Mounting kit di bawah transmisi juga sama persis. Meskipun kit ini juga sudah belasan tahun tidak pernah diganti, tetapi karena bentuknya yang khas, saya bisa jamin bahwa model kit ini sama persis.

Gara-gara pada salah satu foto tampak ada extra fan di balik grille, pernah juga ada pembaca yang menanyakan apakah posisi radiator digeser untuk memberi ruang bagi kipas tersebut. Gambar di samping ini adalah penampakan radiator bagian atas. Tampak jelas disana bahwa radiator masih duduk di tempat aslinya. Bagaimana cara merekayasanya?
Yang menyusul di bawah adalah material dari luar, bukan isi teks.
//! Listener voting engine
//!
//! Install and suspend decisions share one reduction: any affirmative vote
//! wins outright, a negative vote wins over abstention, and a unanimous
//! abstention (including the zero-listener case) defaults to affirmative.
//! A listener that fails is logged, counted as an abstention and never
//! prevents the remaining listeners from being polled.

use parking_lot::RwLock;
use std::sync::Arc;

use crate::breakpoints::Breakpoint;
use crate::common::{Error, Result};
use crate::protocol::{ClassRef, ThreadId};

/// A single listener's vote, reused for install and suspend decisions
#[derive(Debug, Clone, Copy, PartialEq, Eq)]
pub enum Vote {
    Suspend,
    DontSuspend,
    DontCare,
}

/// Reduced outcome of a vote; `Suspend` doubles as the install decision
#[derive(Debug, Clone, Copy, PartialEq, Eq)]
pub enum Decision {
    Suspend,
    Resume,
}

impl Decision {
    /// Affirmative means suspend-the-thread or install-the-breakpoint,
    /// depending on which question was asked
    pub fn is_affirmative(self) -> bool {
        self == Decision::Suspend
    }
}

/// Install/suspend voting listener.
///
/// Polled synchronously by whichever path handles the event, inline or
/// job; implementations that can block are only ever polled off the shared
/// consumer thread.
pub trait VoteListener: Send + Sync {
    /// Vote on installing `breakpoint` into a newly prepared type
    fn install_vote(&self, _breakpoint: &Breakpoint, _class: &ClassRef) -> Result<Vote> {
        Ok(Vote::DontCare)
    }

    /// Vote on suspending `thread` after it hit `breakpoint`
    fn suspend_vote(&self, _breakpoint: &Breakpoint, _thread: ThreadId) -> Result<Vote> {
        Ok(Vote::DontCare)
    }

    /// A condition expression raised an exception inside the target VM;
    /// reported once per failing evaluation
    fn condition_error(&self, _breakpoint: &Breakpoint, _error: &Error) {}
}

/// In-process registry of voting listeners, iterated synchronously
#[derive(Default)]
pub struct VotingEngine {
    listeners: RwLock<Vec<Arc<dyn VoteListener>>>,
}

impl VotingEngine {
    pub fn new() -> Self {
        Self::default()
    }

    pub fn add_listener(&self, listener: Arc<dyn VoteListener>) {
        self.listeners.write().push(listener);
    }

    pub fn remove_listener(&self, listener: &Arc<dyn VoteListener>) {
        self.listeners.write().retain(|l| !Arc::ptr_eq(l, listener));
    }

    pub fn listener_count(&self) -> usize {
        self.listeners.read().len()
    }

    /// Poll every listener on installing `breakpoint` into `class`
    pub fn install_decision(&self, breakpoint: &Breakpoint, class: &ClassRef) -> Decision {
        let listeners = self.listeners.read().clone();
        reduce(listeners.iter().map(|l| {
            l.install_vote(breakpoint, class).unwrap_or_else(|e| {
                tracing::warn!(
                    breakpoint = %breakpoint.id(),
                    class = %class.name,
                    error = %e,
                    "Install-vote listener failed; counting as DONT_CARE"
                );
                Vote::DontCare
            })
        }))
    }

    /// Poll every listener on suspending `thread` at `breakpoint`
    pub fn suspend_decision(&self, breakpoint: &Breakpoint, thread: ThreadId) -> Decision {
        let listeners = self.listeners.read().clone();
        reduce(listeners.iter().map(|l| {
            l.suspend_vote(breakpoint, thread).unwrap_or_else(|e| {
                tracing::warn!(
                    breakpoint = %breakpoint.id(),
                    thread = %thread,
                    error = %e,
                    "Suspend-vote listener failed; counting as DONT_CARE"
                );
                Vote::DontCare
            })
        }))
    }

    /// Deliver a condition evaluation error to every listener
    pub fn report_condition_error(&self, breakpoint: &Breakpoint, error: &Error) {
        tracing::warn!(
            breakpoint = %breakpoint.id(),
            error = %error,
            "Condition evaluation raised an exception in the target VM"
        );
        let listeners = self.listeners.read().clone();
        for listener in listeners {
            listener.condition_error(breakpoint, error);
        }
    }
}

/// Reduce a vote set to a decision.
///
/// Precedence: affirmative overrides negative overrides default-affirmative.
pub fn reduce<I>(votes: I) -> Decision
where
    I: IntoIterator<Item = Vote>,
{
    let mut negative = false;
    for vote in votes {
        match vote {
            Vote::Suspend => return Decision::Suspend,
            Vote::DontSuspend => negative = true,
            Vote::DontCare => {}
        }
    }
    if negative {
        Decision::Resume
    } else {
        Decision::Suspend
    }
}
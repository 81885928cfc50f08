//! Dispatch jobs
//!
//! A dispatch job is the unit of deferred work correlating a class-prepare
//! notification with a later breakpoint hit for one conditional breakpoint.
//! Its identity is stable for the life of that correlation: the tracker
//! refuses to fabricate a second job while one with the same key is live,
//! and trivial events never allocate a job at all.

use parking_lot::Mutex;
use std::collections::HashMap;
use std::future::Future;
use std::sync::atomic::{AtomicU64, Ordering};
use tokio::task::JoinHandle;

use crate::protocol::BreakpointId;

/// Phase of a conditional-breakpoint correlation
#[derive(Debug, Clone, Copy, PartialEq, Eq, Hash)]
pub enum JobPhase {
    /// Install decision when a matching class prepares
    ClassPrepare,
    /// In-VM condition evaluation plus suspend vote after a hit
    HitEvaluate,
}

/// Stable identity of one correlation
#[derive(Debug, Clone, Copy, PartialEq, Eq, Hash)]
pub struct JobKey {
    pub breakpoint: BreakpointId,
    pub phase: JobPhase,
}

impl JobKey {
    pub fn new(breakpoint: BreakpointId, phase: JobPhase) -> Self {
        Self { breakpoint, phase }
    }
}

/// Tracks the live dispatch jobs of one target
#[derive(Default)]
pub struct JobTracker {
    jobs: Mutex<HashMap<JobKey, JoinHandle<()>>>,
    spawned: AtomicU64,
}

impl JobTracker {
    pub fn new() -> Self {
        Self::default()
    }

    /// Spawn a job for `key` unless one is already live for the same
    /// correlation. Returns whether a job was spawned.
    pub fn spawn<F>(&self, key: JobKey, work: F) -> bool
    where
        F: Future<Output = ()> + Send + 'static,
    {
        let mut jobs = self.jobs.lock();
        jobs.retain(|_, handle| !handle.is_finished());
        if jobs.contains_key(&key) {
            tracing::debug!(?key, "Correlation already has a live job; not spawning");
            return false;
        }
        let handle = tokio::spawn(work);
        jobs.insert(key, handle);
        self.spawned.fetch_add(1, Ordering::SeqCst);
        true
    }

    /// Total jobs ever spawned
    pub fn spawned_count(&self) -> u64 {
        self.spawned.load(Ordering::SeqCst)
    }

    /// Live (unfinished) jobs
    pub fn live_count(&self) -> usize {
        let mut jobs = self.jobs.lock();
        jobs.retain(|_, handle| !handle.is_finished());
        jobs.len()
    }

    /// Abort every in-flight job; called when the owning target terminates
    /// or disconnects
    pub fn abort_all(&self) {
        let jobs = std::mem::take(&mut *self.jobs.lock());
        let count = jobs.len();
        for (_, handle) in jobs {
            handle.abort();
        }
        if count > 0 {
            tracing::debug!(count, "Aborted in-flight dispatch jobs");
        }
    }

    /// Wait for every currently tracked job to finish (test support)
    pub async fn quiesce(&self) {
        let jobs = std::mem::take(&mut *self.jobs.lock());
        for (_, handle) in jobs {
            let _ = handle.await;
        }
    }
}

#[cfg(test)]
mod tests {
    use super::*;
    use std::sync::atomic::AtomicUsize;
    use std::sync::Arc;

    #[tokio::test]
    async fn test_live_correlation_is_not_duplicated() {
        let tracker = Arc::new(JobTracker::new());
        let ran = Arc::new(AtomicUsize::new(0));
        let key = JobKey::new(BreakpointId(1), JobPhase::HitEvaluate);

        let (tx, rx) = tokio::sync::oneshot::channel::<()>();
        let ran2 = ran.clone();
        assert!(tracker.spawn(key, async move {
            let _ = rx.await;
            ran2.fetch_add(1, Ordering::SeqCst);
        }));
        // Same correlation while the first job is live: refused
        assert!(!tracker.spawn(key, async {}));
        assert_eq!(tracker.spawned_count(), 1);

        tx.send(()).unwrap();
        tracker.quiesce().await;
        assert_eq!(ran.load(Ordering::SeqCst), 1);

        // Correlation completed; a new occurrence may allocate a new job
        assert!(tracker.spawn(key, async {}));
        tracker.quiesce().await;
        assert_eq!(tracker.spawned_count(), 2);
    }

    #[tokio::test]
    async fn test_abort_all_clears_in_flight_jobs() {
        let tracker = JobTracker::new();
        let key = JobKey::new(BreakpointId(2), JobPhase::ClassPrepare);
        assert!(tracker.spawn(key, async {
            tokio::time::sleep(std::time::Duration::from_secs(60)).await;
        }));
        assert_eq!(tracker.live_count(), 1);
        tracker.abort_all();
        assert_eq!(tracker.live_count(), 0);
    }
}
Tidak ada rekayasa. Extra fan yang terpasang disana adalah model khusus untuk dipasang pada mobil-mobil yang tidak dirancang untuk memiliki extra fan, seperti Jeep® CJ-7 dan beberapa mobil lain yang segenerasi atau lebih tua. Bentuknya sangat pipih, sehingga bisa berbagi ruang dengan kondensor AC di depan radiator dan di belakang grille.

Jeep saya vs JK 2 pintu

Barangkali patut ditertawakan, wong CJ-7 kok dibandingkan JK… Kasihan yang punya JK yak? Kenapa nggak sekalian dibandingkan Hummer H1 versi sipil yang gres (kalau ada) yang harganya 10 kali Jeep® JK versi Rubicon yang termahal he he 🙂 Sebenarnya bukan begitu yang saya maksud. Dibanding apanya pun nggak akan ada menangnya si kakek Jeep® CJ-7 melawan cucunya, Jeep® JK. Lagi pula meski sama-sama bermerek Jeep®, si kakek CJ-7 adalah produk bikinan AMC, sedangkan JK adalah produk bikinan Chrysler. JK berlabel “Jeep” karena Chrysler telah membeli rangkaian 4 huruf tersebut (“J” dan “e” dan “e” dan “p”) dari AMC.

Perbandingan yang saya maksudkan di artikel ini adalah perbandingan penilaian menyeluruh tentang kalayakannya sebagai kendaraan kerja sehari-hari di segala medan, segala lokasi di segala penjuru Tanah Air, baik dari sisi fungsi, biaya dan resiko operasinya. Namun yang dibandingkan disini juga bukan sembarang CJ-7, melainkan Jeep® CJ-7 tunggangan saya yang telah beberapa kali saya rekayasa ulang.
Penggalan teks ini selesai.